Department of Atmospheric Sciences, University of Hawaii, Honolulu, HI 96822, USA.
Sci Adv. 2022 May 6;8(18):eabm3468. doi: 10.1126/sciadv.abm3468.
Ocean memory, the persistence of ocean conditions, is a major source of predictability in the climate system beyond weather time scales. We show that ocean memory, as measured by the year-to-year persistence of sea surface temperature anomalies, is projected to steadily decline in the coming decades over much of the globe. This global decline in ocean memory is predominantly driven by shoaling of the upper-ocean mixed layer depth in response to global surface warming, while thermodynamic and dynamic feedbacks can contribute substantially regionally. As the mixed layer depth shoals, stochastic forcing becomes more effective in driving sea surface temperature anomalies, increasing high-frequency noise at the expense of persistent signals. Reduced ocean memory results in shorter lead times of skillful persistence-based predictions of sea surface thermal conditions, which may present previously unknown challenges for predicting climate extremes and managing marine biological resources under climate change.
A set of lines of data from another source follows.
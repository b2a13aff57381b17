use sea_orm::entity::prelude::*;
use sea_orm::Set;
use chrono::Utc;
use serde::{Deserialize, Serialize};

use crate::errors::ModelError;
use crate::{comment, upvote, user};

#[derive(Clone, Debug, PartialEq, DeriveEntityModel, Serialize, Deserialize)]
#[sea_orm(table_name = "post")]
pub struct Model {
    #[sea_orm(primary_key)]
    pub id: i32,
    pub user_id: i32,
    pub title: String,
    #[sea_orm(column_type = "Text")]
    pub content: String,
    pub image: Option<String>,
    pub created_at: DateTimeWithTimeZone,
}

#[derive(Copy, Clone, Debug, EnumIter)]
pub enum Relation {
    User,
    Comments,
    Upvotes,
}

impl RelationTrait for Relation {
    fn def(&self) -> RelationDef {
        match self {
            Relation::User => Entity::belongs_to(user::Entity)
                .from(Column::UserId)
                .to(user::Column::Id)
                .into(),
            Relation::Comments => Entity::has_many(comment::Entity).into(),
            Relation::Upvotes => Entity::has_many(upvote::Entity).into(),
        }
    }
}

impl Related<user::Entity> for Entity {
    fn to() -> RelationDef { Relation::User.def() }
}

impl Related<comment::Entity> for Entity {
    fn to() -> RelationDef { Relation::Comments.def() }
}

impl Related<upvote::Entity> for Entity {
    fn to() -> RelationDef { Relation::Upvotes.def() }
}

impl ActiveModelBehavior for ActiveModel {}

pub async fn create<C: ConnectionTrait>(
    db: &C,
    user_id: i32,
    title: &str,
    content: &str,
    image: Option<&str>,
) -> Result<Model, ModelError> {
    let am = ActiveModel {
        user_id: Set(user_id),
        title: Set(title.to_string()),
        content: Set(content.to_string()),
        image: Set(image.map(str::to_string)),
        created_at: Set(Utc::now().into()),
        ..Default::default()
    };
    Ok(am.insert(db).await?)
}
海洋记忆,即海洋状况的持续性,是气候系统中超出天气时间尺度的可预测性的主要来源。我们表明,以海面温度异常的逐年持续性来衡量的海洋记忆,预计在未来几十年里在全球大部分地区将稳步下降。海洋记忆的这种全球下降主要是由上层海洋混合层深度因全球表面变暖而变浅所驱动的,而热力学和动力学反馈在区域上也可做出重大贡献。随着混合层深度变浅,随机强迫在驱动海面温度异常方面变得更加有效,以持久性信号为代价增加了高频噪声。海洋记忆的减少导致基于持续性的海面热状况熟练预测的提前期缩短,这可能给预测极端气候和在气候变化下管理海洋生物资源带来前所未知的挑战。